Ex-presidente do Brasil é considerado ilegível para disputar o cargo.

A condenação a 12 anos e um mês de prisão por corrupção e a decisão, no passado dia sete de abril para começar a cumprir a pena, não afetaram a popularidade do ex-presidente Lula da Silva nem reduziram o seu potencial eleitorado.

Uma sondagem divulgada esta quinta-feira pelo Ibope, Instituto Brasileiro de Opinião Pública e Estatística, mostra que o antigo governante continua a liderar com bastante vantagem a corrida para as presidenciais de outubro.

Segundo o levantamento do Ibope, Lula, do Partido dos Trabalhadores (PT) tem 33% das intenções de voto, mais do dobro que o segundo colocado, o deputado Jair Bolsonaro, do Partido Social Liberal (PSL).
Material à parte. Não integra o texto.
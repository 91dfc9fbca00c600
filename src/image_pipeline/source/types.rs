//! Decoded mosaic types

use crate::image_pipeline::debayer::BayerPattern;
use crate::image_pipeline::mosaic::ImageVariant;

/// A decoded mosaic and what the file said about it
#[derive(Debug, Clone)]
pub struct SourceImage {
    /// Pixel data, one plane (CFA) or three planes (colorized placeholder)
    pub image: ImageVariant,
    /// Free-text header carried over into the output provenance
    pub description: Option<String>,
    /// CFA layout reported by the file, when it is one of the four Bayer patterns
    pub pattern_hint: Option<BayerPattern>,
}

impl SourceImage {
    pub fn new(image: ImageVariant) -> Self {
        Self {
            image,
            description: None,
            pattern_hint: None,
        }
    }
}
//! Splitting output rows between workers.

use std::ops::Range;

/// Half-open interval `[start, end)` of output rows owned by one worker.
#[derive(Debug, Clone, Copy, PartialEq, Eq)]
pub struct RowRange {
    pub start: usize,
    pub end: usize,
}

impl RowRange {
    pub fn len(&self) -> usize {
        self.end - self.start
    }

    pub fn is_empty(&self) -> bool {
        self.start == self.end
    }

    pub fn rows(&self) -> Range<usize> {
        self.start..self.end
    }
}

/// Number of workers for `rows` output rows.
///
/// `requested` overrides the hardware parallelism of the rayon pool. The
/// result never exceeds `rows`, so no worker is left without rows, and is
/// at least 1.
pub fn worker_count(rows: usize, requested: Option<usize>) -> usize {
    let natural = requested.unwrap_or_else(rayon::current_num_threads).max(1);
    natural.min(rows).max(1)
}

/// Splits `[0, rows)` into `workers` contiguous ranges of `rows / workers`
/// rows each; the remainder goes to the last range.
///
/// `workers` is clamped to `1..=rows`. Returns no ranges when `rows` is 0.
pub fn partition_rows(rows: usize, workers: usize) -> Vec<RowRange> {
    if rows == 0 {
        return Vec::new();
    }
    let workers = workers.clamp(1, rows);
    let per_worker = rows / workers;
    (0..workers)
        .map(|i| RowRange {
            start: i * per_worker,
            end: if i + 1 < workers { (i + 1) * per_worker } else { rows },
        })
        .collect()
}

#[cfg(test)]
mod tests {
    use super::*;

    fn assert_exact_partition(rows: usize, workers: usize) {
        let ranges = partition_rows(rows, workers);
        assert_eq!(ranges.len(), workers.clamp(1, rows));
        assert_eq!(ranges.first().map(|r| r.start), Some(0));
        assert_eq!(ranges.last().map(|r| r.end), Some(rows));
        for pair in ranges.windows(2) {
            assert_eq!(pair[0].end, pair[1].start, "gap or overlap for {rows} rows / {workers} workers");
        }
        assert!(ranges.iter().all(|r| !r.is_empty()));
        assert_eq!(ranges.iter().map(RowRange::len).sum::<usize>(), rows);
    }

    #[test]
    fn partitions_are_exact() {
        for rows in [1, 2, 3, 17, 4096] {
            for workers in 1..=rows.min(64) {
                assert_exact_partition(rows, workers);
            }
            assert_exact_partition(rows, rows);
        }
    }

    #[test]
    fn remainder_goes_to_last_range() {
        let ranges = partition_rows(17, 4);
        assert_eq!(
            ranges,
            vec![
                RowRange { start: 0, end: 4 },
                RowRange { start: 4, end: 8 },
                RowRange { start: 8, end: 12 },
                RowRange { start: 12, end: 17 },
            ]
        );
    }

    #[test]
    fn too_many_workers_are_clamped() {
        let ranges = partition_rows(3, 16);
        assert_eq!(ranges.len(), 3);
        assert!(ranges.iter().all(|r| r.len() == 1));
        assert!(partition_rows(0, 4).is_empty());
    }

    #[test]
    fn worker_count_bounds() {
        assert_eq!(worker_count(2, Some(8)), 2);
        assert_eq!(worker_count(100, Some(8)), 8);
        assert_eq!(worker_count(100, Some(0)), 1);
        assert_eq!(worker_count(1, None), 1);
        let natural = worker_count(1 << 20, None);
        assert_eq!(natural, rayon::current_num_threads().max(1));
    }
}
Ainda mais longe do favorito Lula surge Marina Silva, do partido Rede Sustentabilidade, com 7%, e empatados com 4% o ex-ministro de Lula Ciro Gomes, do Partido Democrático Trabalhista (PDT) e o ex-governador de São Paulo Geraldo Alckmin, do Partido da Social Democracia Brasileira (PSDB).

A percentagem de Lula manteve-se praticamente inalterada, revelando até uma ligeira subida em relação às sondagens anteriores, mesmo estando preso há quase três meses e apesar de muito provavelmente nem poder ser de facto candidato. O antigo chefe de Estado ficou inelegível após a sentença ter sido confirmada em janeiro por um tribunal de segunda instância.
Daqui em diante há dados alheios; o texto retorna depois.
use crate::image_pipeline::mosaic::types::SampleKind;

/// Converts between a stored sample and the `f64` working precision.
///
/// Reading never rounds. Writing rounds integers to nearest (ties away from
/// zero) and saturates at the type bounds, so a value computed in working
/// precision is rounded exactly once.
pub trait Sample: Copy + Send + Sync + 'static {
    const KIND: SampleKind;

    fn to_working(self) -> f64;

    fn from_working(value: f64) -> Self;
}

macro_rules! integer_sample {
    ($ty:ty, $kind:expr) => {
        impl Sample for $ty {
            const KIND: SampleKind = $kind;

            #[inline]
            fn to_working(self) -> f64 {
                self as f64
            }

            #[inline]
            fn from_working(value: f64) -> Self {
                // float-to-int `as` saturates, NaN becomes 0
                value.round() as $ty
            }
        }
    };
}

integer_sample!(u8, SampleKind::UInt8);
integer_sample!(u16, SampleKind::UInt16);
integer_sample!(u32, SampleKind::UInt32);

impl Sample for f32 {
    const KIND: SampleKind = SampleKind::Float32;

    #[inline]
    fn to_working(self) -> f64 {
        self as f64
    }

    #[inline]
    fn from_working(value: f64) -> Self {
        value as f32
    }
}

impl Sample for f64 {
    const KIND: SampleKind = SampleKind::Float64;

    #[inline]
    fn to_working(self) -> f64 {
        self
    }

    #[inline]
    fn from_working(value: f64) -> Self {
        value
    }
}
Por esta razão o Partido dos Trabalhadores tem instaurado uma desgastante (para todas as partes) vaga de recursos na justiça, de forma a tentar que a condenação imposta inicialmente pelo juiz Sérgio Moro e depois confirmada pelo Tribunal Regional Federal da 4. Região, TRF-4, seja anulada, ou, ao menos, suspensa, até que o último dos recursos possíveis seja julgado no Supremo Tribunal Federal. Só se um desses recursos for aceite, e até agora todos têm sido repetidamente negados, é que Lula poderá registar a sua candidatura à presidência, e terá de o fazer no máximo até dia 15 de Agosto, prazo final para inscrição de candidatos.
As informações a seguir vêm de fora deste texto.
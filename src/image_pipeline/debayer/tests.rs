use crate::image_pipeline::common::error::ConversionError;
use crate::image_pipeline::debayer::super_pixel::PROGRESS_BATCH_ROWS;
use crate::image_pipeline::debayer::{
    BayerPattern, ProgressMonitor, SuperPixelDebayer, can_execute_on, super_pixel,
};
use crate::image_pipeline::mosaic::{Image, ImageVariant, Sample, SampleKind};

/// 2x2 mosaic laid out row-major: `[(0,0), (1,0), (0,1), (1,1)]`.
fn cell<T: Copy>(values: [T; 4]) -> Image<T> {
    Image::from_vec(2, 2, 1, values.to_vec()).unwrap()
}

/// Mosaic whose value at (col, row) is `row * width + col`.
fn ramp(width: usize, height: usize) -> Image<f64> {
    let data = (0..width * height).map(|i| i as f64).collect();
    Image::from_vec(width, height, 1, data).unwrap()
}

fn rgb<T: Copy>(image: &Image<T>, col: usize, row: usize) -> [T; 3] {
    let i = (row * image.width() + col) * 3;
    [image.data()[i], image.data()[i + 1], image.data()[i + 2]]
}

#[test]
fn rggb_reference_cell() {
    let monitor = ProgressMonitor::new();
    let out = super_pixel(&cell([100u16, 50, 70, 10]), BayerPattern::Rggb, None, &monitor).unwrap();
    assert_eq!((out.width(), out.height(), out.channels()), (1, 1, 3));
    assert_eq!(rgb(&out, 0, 0), [100, 60, 10]);
}

#[test]
fn each_pattern_reads_its_own_sites() {
    // Mosaic values by position: (0,0)=1, (1,0)=2, (0,1)=4, (1,1)=8
    let mosaic = cell([1.0f64, 2.0, 4.0, 8.0]);
    let expected = [
        (BayerPattern::Rggb, [1.0, (2.0 + 4.0) / 2.0, 8.0]),
        (BayerPattern::Bggr, [8.0, (2.0 + 4.0) / 2.0, 1.0]),
        (BayerPattern::Gbrg, [4.0, (1.0 + 8.0) / 2.0, 2.0]),
        (BayerPattern::Grbg, [2.0, (1.0 + 8.0) / 2.0, 4.0]),
    ];
    let monitor = ProgressMonitor::new();
    for (pattern, want) in expected {
        let out = super_pixel(&mosaic, pattern, Some(1), &monitor).unwrap();
        assert_eq!(rgb(&out, 0, 0), want, "{pattern}");
    }
}

#[test]
fn green_is_mean_of_the_two_green_sites() {
    let mosaic = ramp(8, 6);
    let monitor = ProgressMonitor::new();
    for pattern in BayerPattern::ALL {
        let out = super_pixel(&mosaic, pattern, None, &monitor).unwrap();
        for row in 0..3 {
            for col in 0..4 {
                let sites = pattern.resolve(col, row);
                let g1 = mosaic.sample(sites.green1, 0);
                let g2 = mosaic.sample(sites.green2, 0);
                let [r, g, b] = rgb(&out, col, row);
                assert_eq!(g, (g1 + g2) / 2.0, "{pattern} ({col},{row})");
                assert_eq!(r, mosaic.sample(sites.red, 0));
                assert_eq!(b, mosaic.sample(sites.blue, 0));
            }
        }
    }
}

#[test]
fn integer_green_rounds_once() {
    let monitor = ProgressMonitor::new();
    let out = super_pixel(&cell([0u8, 51, 50, 0]), BayerPattern::Rggb, None, &monitor).unwrap();
    assert_eq!(rgb(&out, 0, 0), [0, 51, 0]);

    let out = super_pixel(&cell([7u32, u32::MAX, u32::MAX - 1, 9]), BayerPattern::Rggb, None, &monitor).unwrap();
    assert_eq!(rgb(&out, 0, 0), [7, u32::MAX, 9]);
}

#[test]
fn odd_dimensions_drop_trailing_row_and_column() {
    // 7x5 mosaic: trailing column 6 and row 4 hold a poison value
    let mut data = vec![0.0f32; 7 * 5];
    for row in 0..5 {
        for col in 0..7 {
            data[row * 7 + col] = if col == 6 || row == 4 { 1.0e9 } else { (row * 7 + col) as f32 };
        }
    }
    let mosaic = Image::from_vec(7, 5, 1, data).unwrap();
    let monitor = ProgressMonitor::new();
    let out = super_pixel(&mosaic, BayerPattern::Bggr, None, &monitor).unwrap();

    assert_eq!((out.width(), out.height()), (3, 2));
    assert!(out.data().iter().all(|&v| v < 1.0e9));
}

#[test]
fn worker_count_does_not_change_output() {
    let mosaic = ramp(64, 90);
    let monitor = ProgressMonitor::new();
    for pattern in BayerPattern::ALL {
        let single = super_pixel(&mosaic, pattern, Some(1), &monitor).unwrap();
        for workers in [2, 3, 7, 45, 1000] {
            let many = super_pixel(&mosaic, pattern, Some(workers), &monitor).unwrap();
            let same_bits = single
                .data()
                .iter()
                .zip(many.data())
                .all(|(a, b)| a.to_bits() == b.to_bits());
            assert!(same_bits, "{pattern} with {workers} workers");
        }
    }
}

#[test]
fn color_planed_source_reads_matching_plane() {
    // Plane c of every site holds 10^c, scaled by the site index + 1
    let mut data = Vec::new();
    for site in 0..4u32 {
        for plane in 0..3u32 {
            data.push((site + 1) * 10u32.pow(plane));
        }
    }
    let mosaic = Image::from_vec(2, 2, 3, data).unwrap();
    let monitor = ProgressMonitor::new();
    let out = super_pixel(&mosaic, BayerPattern::Rggb, None, &monitor).unwrap();

    // red: site 0 plane 0; green: sites 1,2 plane 1; blue: site 3 plane 2
    assert_eq!(rgb(&out, 0, 0), [1, 25, 400]);
}

#[test]
fn progress_reaches_total() {
    let mosaic = ramp(16, 2 * 37);
    let monitor = ProgressMonitor::new();
    super_pixel(&mosaic, BayerPattern::Grbg, Some(3), &monitor).unwrap();
    assert_eq!(monitor.total(), 37);
    assert_eq!(monitor.completed(), 37);
    assert_eq!(monitor.fraction(), 1.0);
}

#[test]
fn abort_before_start_returns_aborted() {
    let mosaic = ramp(32, 256);
    let monitor = ProgressMonitor::new();
    monitor.request_abort();
    let result = super_pixel(&mosaic, BayerPattern::Rggb, Some(4), &monitor);
    assert!(matches!(result, Err(ConversionError::Aborted)));
    assert_eq!(monitor.completed(), 0);

    let out = super_pixel(&mosaic, BayerPattern::Rggb, Some(4), &monitor).unwrap();
    assert_eq!(out.height(), 128);
}

/// Sample that requests an abort on [`TRIPWIRE_MONITOR`] when a negative
/// value is read, so the abort lands at a known row.
#[derive(Clone, Copy, Debug)]
struct Tripwire(f64);

static TRIPWIRE_MONITOR: ProgressMonitor = ProgressMonitor::new();

impl Sample for Tripwire {
    const KIND: SampleKind = SampleKind::Float64;

    fn to_working(self) -> f64 {
        if self.0 < 0.0 {
            TRIPWIRE_MONITOR.request_abort();
        }
        self.0
    }

    fn from_working(value: f64) -> Self {
        Tripwire(value)
    }
}

#[test]
fn abort_during_run_stops_at_next_batch() {
    let (width, out_rows) = (8, 4096);
    let trip_row = PROGRESS_BATCH_ROWS + 4;
    let mut data = vec![Tripwire(1.0); width * out_rows * 2];
    // red site of output row `trip_row`, column 0
    data[2 * trip_row * width] = Tripwire(-1.0);
    let mosaic = Image::from_vec(width, out_rows * 2, 1, data).unwrap();

    let result = super_pixel(&mosaic, BayerPattern::Rggb, Some(1), &TRIPWIRE_MONITOR);

    assert!(matches!(result, Err(ConversionError::Aborted)));
    assert_eq!(TRIPWIRE_MONITOR.total(), out_rows);
    // the batch holding the trip row finishes, nothing after it starts
    assert_eq!(TRIPWIRE_MONITOR.completed(), 2 * PROGRESS_BATCH_ROWS);
    assert!(!TRIPWIRE_MONITOR.is_aborted());

    let clean = Image::from_vec(width, 64, 1, vec![Tripwire(1.0); width * 64]).unwrap();
    let out = super_pixel(&clean, BayerPattern::Rggb, Some(1), &TRIPWIRE_MONITOR).unwrap();
    assert_eq!(out.height(), 32);
    assert_eq!(TRIPWIRE_MONITOR.completed(), 32);
}

#[test]
fn degenerate_mosaic_is_rejected() {
    let monitor = ProgressMonitor::new();
    let thin = Image::from_vec(1, 8, 1, vec![0u8; 8]).unwrap();
    let result = super_pixel(&thin, BayerPattern::Rggb, None, &monitor);
    assert!(matches!(
        result,
        Err(ConversionError::DegenerateDimensions { width: 1, height: 8 })
    ));
    assert_eq!(monitor.total(), 0);
}

#[test]
fn complex_source_is_rejected_before_processing() {
    let complex = ImageVariant::Complex32(Image::from_vec(4, 4, 1, vec![[0.0, 0.0]; 16]).unwrap());
    assert!(matches!(can_execute_on(&complex), Err(ConversionError::ComplexSample)));

    let monitor = ProgressMonitor::new();
    let result = SuperPixelDebayer::new(BayerPattern::Rggb).process(&complex, &monitor);
    assert!(matches!(result, Err(ConversionError::ComplexSample)));
    assert_eq!(monitor.total(), 0);
}

#[test]
fn debayer_keeps_sample_kind() {
    let monitor = ProgressMonitor::new();
    let debayer = SuperPixelDebayer::new(BayerPattern::Gbrg).with_workers(Some(2));

    let source = ImageVariant::UInt16(Image::from_vec(4, 4, 1, vec![1000u16; 16]).unwrap());
    let out = debayer.process(&source, &monitor).unwrap();
    assert_eq!(out.sample_kind(), SampleKind::UInt16);
    assert_eq!((out.width(), out.height(), out.channels()), (2, 2, 3));

    let source = ImageVariant::Float64(Image::from_vec(2, 2, 1, vec![0.5; 4]).unwrap());
    let out = debayer.process(&source, &monitor).unwrap();
    match out {
        ImageVariant::Float64(image) => assert_eq!(image.data(), &[0.5, 0.5, 0.5]),
        other => panic!("unexpected kind {}", other.sample_kind()),
    }
}
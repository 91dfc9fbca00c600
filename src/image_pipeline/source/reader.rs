use crate::image_pipeline::common::error::Result;
use crate::image_pipeline::source::types::SourceImage;

pub trait MosaicReader {
    fn read_mosaic(&self, data: &[u8]) -> Result<SourceImage>;
}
Esta terça-feira, o ex-ministro-chefe de Lula, José Dirceu, condenado pelo mesmo tribunal a 30 anos e 9 meses de prisão também por corrupção, e que cumpria pena em Brasília, numa situação muito semelhante à de Lula ficou em liberdade após o Supremo Tribunal Federal ter reconhecido que este esse direito até serem esgotados todos os recursos à condenação. Parecia que o mesmo poderia acontecer com Lula, mas o relator do processo, juiz Edson Fachim, que há muito nega qualquer pedido dos advogados do ex-presidente, retirou inesperadamente o caso deste da ordem do dia da sessão que libertou Dirceu, mantendo o ex-presidente na prisão e tornando ainda mais ínfimas as suas probabilidades de disputar as presidenciais.